= Work to be completed =
Keep to one stretch of the data below, the lines from the one with "for chorus services" up to and including the one with "use chorus_common::types::GuildId;", and return that stretch exactly.

= Supplied material =
_ _ _ _
//! Voice gateway seam and membership events
//!
//! The chat/voice gateway is an external collaborator: it joins channels,
//! feeds PCM frames to participants, and reports membership changes. The
//! playback core only depends on this trait, so tests (and alternative
//! gateways) can stand in for the real client.

use crate::error::Result;
use crate::mixer::PcmStream;
use async_trait::async_trait;
use chorus_common::types::{GuildId, UserId};

/// Voice connection lifecycle as the gateway reports it
#[derive(Debug, Clone, Copy, PartialEq, Eq)]
pub enum ConnectionState {
    Ready,
    Disconnected,
    Destroyed,
}

/// Membership and connection events the core consumes from the gateway
#[derive(Debug, Clone)]
pub enum VoiceEvent {
    /// A human member joined the bot's voice channel
    MemberJoined { guild: GuildId, user: UserId },
    /// A human member left the bot's voice channel
    MemberLeft { guild: GuildId, user: UserId },
    /// The bot's voice connection changed state
    ConnectionChanged {
        guild: GuildId,
        state: ConnectionState,
    },
    /// The bot was removed from the guild entirely
    GuildRemoved { guild: GuildId },
}

/// Operations the playback core needs from the voice gateway
#[async_trait]
pub trait VoiceGateway: Send + Sync {
    /// Hand the mixed PCM stream to the voice sender for this guild
    async fn attach_pcm(&self, guild: GuildId, stream: PcmStream) -> Result<()>;

    /// Pause the guild's voice player (audio stops being sent)
    async fn pause_player(&self, guild: GuildId) -> Result<()>;

    /// Resume the guild's voice player
    async fn resume_player(&self, guild: GuildId) -> Result<()>;

    /// Join the voice channel playback should happen in
    async fn connect(&self, guild: GuildId) -> Result<()>;

    /// Leave the guild's voice channel
    async fn disconnect(&self, guild: GuildId) -> Result<()>;

    /// Current connection state for the guild
    fn connection_state(&self, guild: GuildId) -> ConnectionState;

    /// Voice channel the bot occupies, if any
    fn voice_channel(&self, guild: GuildId) -> Option<u64>;

    /// Human (non-bot) members sharing the bot's voice channel
    fn human_count(&self, guild: GuildId) -> usize;
}
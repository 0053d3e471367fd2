//! Common error types for chorus services

use thiserror::Error;

/// Common result type for chorus operations
pub type Result<T> = std::result::Result<T, Error>;

/// Common error types across chorus services
#[derive(Error, Debug)]
pub enum Error {
    #[error("IO error: {0}")]
    Io(#[from] std::io::Error),

    #[error("JSON error: {0}")]
    Json(#[from] serde_json::Error),

    #[error("Configuration error: {0}")]
    Config(String),

    #[error("Not found: {0}")]
    NotFound(String),

    #[error("Invalid input: {0}")]
    InvalidInput(String),

    #[error("Internal error: {0}")]
    Internal(String),
}
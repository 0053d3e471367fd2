//! Player core - struct, event loop, and shared helpers
//!
//! The `Player` ties one guild's `Session` to the voice gateway and the
//! mixer factory. Skip, engine, playback, queue, and recovery behavior live
//! in sibling files as further `impl Player` blocks.

use crate::mixer::{MixerFactory, MixerSignal};
use crate::session::{Session, SessionState};
use crate::voice::{ConnectionState, VoiceEvent, VoiceGateway};
use chorus_common::events::CoreEvent;
use chorus_common::params;
use chorus_common::types::GuildId;
use std::sync::Arc;
use std::time::Duration;
use tokio::sync::mpsc;
use tracing::{debug, error, info, warn};

/// Per-guild playback facade
#[derive(Clone)]
pub struct Player {
    pub(super) session: Arc<Session>,
    pub(super) gateway: Arc<dyn VoiceGateway>,
    pub(super) factory: Arc<dyn MixerFactory>,
}

impl Player {
    pub fn new(
        session: Arc<Session>,
        gateway: Arc<dyn VoiceGateway>,
        factory: Arc<dyn MixerFactory>,
    ) -> Player {
        Player {
            session,
            gateway,
            factory,
        }
    }

    pub fn guild(&self) -> GuildId {
        self.session.guild
    }

    pub fn session(&self) -> &Arc<Session> {
        &self.session
    }

    /// Spawn the per-session event loop consuming mixer signals
    pub fn start(&self, signal_rx: mpsc::UnboundedReceiver<MixerSignal>) {
        let player = self.clone();
        tokio::spawn(run_event_loop(player, signal_rx));
    }

    pub(super) fn emit(&self, event: CoreEvent) {
        self.session.bus.emit_lossy(event);
    }

    /// Stop the mixer with `intentional_kill` already set by the caller
    pub(super) async fn stop_mixer(&self) {
        if let Some(link) = self.session.mixer_link() {
            link.stop().await;
        }
        self.session.mixer.clear();
    }

    /// Compute listening credit for the elapsed portion of the current song
    /// and feed it to the stats buffer. Playback shorter than the minimum
    /// play time is treated as noise.
    pub(super) async fn credit_listening(&self) {
        let (elapsed_ms, listeners) = {
            let state = self.session.state.read().await;
            let Some(start) = state.song_start_time else {
                return;
            };
            let elapsed = match state.pause_start {
                // Paused right now: only the span up to the pause counts.
                Some(paused_at) => paused_at.duration_since(start),
                None => start.elapsed(),
            };
            (
                elapsed.as_millis() as u64,
                state.listeners.iter().copied().collect::<Vec<_>>(),
            )
        };

        if elapsed_ms < params::get::min_song_play_time_ms() {
            return;
        }
        self.session.stats.add_listening_ms(&listeners, elapsed_ms).await;
    }

    /// Arm (or re-arm) the delayed voice disconnect
    pub(super) fn schedule_disconnect(&self, delay: Duration) {
        let player = self.clone();
        debug!(guild = %self.guild(), delay_ms = delay.as_millis() as u64, "disconnect scheduled");
        let handle = tokio::spawn(async move {
            tokio::time::sleep(delay).await;
            player.perform_disconnect().await;
        });
        self.session.set_disconnect_timer(Some(handle));
    }

    /// Leave the voice channel: flush stats, persist, stop the mixer
    pub(super) async fn perform_disconnect(&self) {
        let guild = self.guild();
        info!(guild = %guild, "disconnecting from voice");

        self.credit_listening().await;
        if let Err(e) = self.session.stats.flush().await {
            warn!(guild = %guild, error = %e, "stats flush failed on disconnect");
        }

        {
            let mut state = self.session.state.write().await;
            state.intentional_kill = true;
            state.song_start_time = None;
            state.is_paused = false;
            state.pause_start = None;
        }
        self.stop_mixer().await;
        {
            let mut state = self.session.state.write().await;
            state.clear_decks();
        }

        if let Err(e) = self.session.persist().await {
            warn!(guild = %guild, error = %e, "persist failed on disconnect");
        }
        if let Err(e) = self.gateway.disconnect(guild).await {
            warn!(guild = %guild, error = %e, "gateway disconnect failed");
        }
        self.reset_crash_attempts().await;
        self.session.emit_dashboard_refresh();
    }

    /// Membership and connection events from the voice gateway
    pub async fn on_voice_event(&self, event: &VoiceEvent) {
        match event {
            VoiceEvent::MemberJoined { user, .. } => {
                {
                    let mut state = self.session.state.write().await;
                    state.listeners.insert(*user);
                }
                // Someone is listening again: a pending disconnect is void.
                self.session.set_disconnect_timer(None);
                self.reconcile_membership_later();
            }
            VoiceEvent::MemberLeft { user, .. } => {
                {
                    let mut state = self.session.state.write().await;
                    state.listeners.remove(user);
                }
                self.reconcile_membership_later();
            }
            VoiceEvent::ConnectionChanged { state, .. } => match state {
                ConnectionState::Ready => {
                    debug!(guild = %self.guild(), "voice connection ready");
                }
                ConnectionState::Disconnected => {
                    debug!(guild = %self.guild(), "voice connection lost");
                }
                ConnectionState::Destroyed => {
                    warn!(guild = %self.guild(), "voice connection destroyed");
                    self.credit_listening().await;
                    {
                        let mut s = self.session.state.write().await;
                        s.intentional_kill = true;
                    }
                    self.stop_mixer().await;
                    let mut s = self.session.state.write().await;
                    s.clear_decks();
                    s.song_start_time = None;
                }
            },
            // Guild removal is handled by the registry (full teardown).
            VoiceEvent::GuildRemoved { .. } => {}
        }
    }

    /// Membership flaps settle within the reconcile window before the
    /// alone-check runs; a fresh event cancels the previous check via the
    /// disconnect-timer slot only once the bot is actually alone.
    fn reconcile_membership_later(&self) {
        let player = self.clone();
        tokio::spawn(async move {
            tokio::time::sleep(params::get::reconcile_window()).await;
            player.reconcile_membership().await;
        });
    }

    pub(super) async fn reconcile_membership(&self) {
        let guild = self.guild();
        if self.gateway.voice_channel(guild).is_none() {
            return;
        }
        if self.gateway.human_count(guild) == 0 {
            if !self.session.has_disconnect_timer() {
                info!(guild = %guild, "alone in voice channel, arming disconnect");
                self.schedule_disconnect(params::get::disconnect_timeout());
            }
        } else {
            self.session.set_disconnect_timer(None);
        }
    }

    /// Graceful teardown for shutdown or guild removal
    pub async fn teardown(&self, reason: &str) {
        let guild = self.guild();
        info!(guild = %guild, reason, "session teardown");

        self.session.clear_timers();
        self.credit_listening().await;
        if let Err(e) = self.session.stats.flush().await {
            warn!(guild = %guild, error = %e, "stats flush failed during teardown");
        }

        {
            let mut state = self.session.state.write().await;
            state.intentional_kill = true;
        }
        self.stop_mixer().await;
        self.session.commands.shutdown("guild cleanup");

        if let Err(e) = self.session.persist().await {
            error!(guild = %guild, error = %e, "persist failed during teardown");
        }
        self.emit(CoreEvent::SessionDestroyed {
            guild,
            timestamp: chrono::Utc::now(),
        });
    }

    /// Read-only snapshot helper used by entry points
    pub(super) async fn with_state<T>(&self, f: impl FnOnce(&SessionState) -> T) -> T {
        let state = self.session.state.read().await;
        f(&state)
    }
}

/// Per-session event loop: routes mixer signals into the player, dropping
/// anything from a generation older than the session's current mixer.
async fn run_event_loop(player: Player, mut rx: mpsc::UnboundedReceiver<MixerSignal>) {
    let guild = player.guild();
    debug!(guild = %guild, "session event loop started");

    while let Some(signal) = rx.recv().await {
        match signal {
            MixerSignal::Event { generation, event } => {
                let current = player.session.state.read().await.mixer_generation;
                if generation < current {
                    debug!(guild = %guild, generation, current, ?event, "stale mixer event dropped");
                    continue;
                }
                player.handle_mixer_event(event).await;
            }
            MixerSignal::Crashed { generation, reason } => {
                player.handle_mixer_crash(generation, reason).await;
            }
        }
    }
    debug!(guild = %guild, "session event loop finished");
}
_ _ _ _
= Response to the exercise =
//! Common error types for chorus services

use thiserror::Error;

/// Common result type for chorus operations
pub type Result<T> = std::result::Result<T, Error>;

/// Common error types across chorus services
#[derive(Error, Debug)]
pub enum Error {
    #[error("IO error: {0}")]
    Io(#[from] std::io::Error),

    #[error("JSON error: {0}")]
    Json(#[from] serde_json::Error),

    #[error("Configuration error: {0}")]
    Config(String),

    #[error("Not found: {0}")]
    NotFound(String),

    #[error("Invalid input: {0}")]
    InvalidInput(String),

    #[error("Internal error: {0}")]
    Internal(String),
}
repository 0053d3e471367fd2
//! Player core - struct, event loop, and shared helpers
//!
//! The `Player` ties one guild's `Session` to the voice gateway and the
//! mixer factory. Skip, engine, playback, queue, and recovery behavior live
//! in sibling files as further `impl Player` blocks.

use crate::mixer::{MixerFactory, MixerSignal};
use crate::session::{Session, SessionState};
use crate::voice::{ConnectionState, VoiceEvent, VoiceGateway};
use chorus_common::events::CoreEvent;
use chorus_common::params;
use chorus_common::types::GuildId;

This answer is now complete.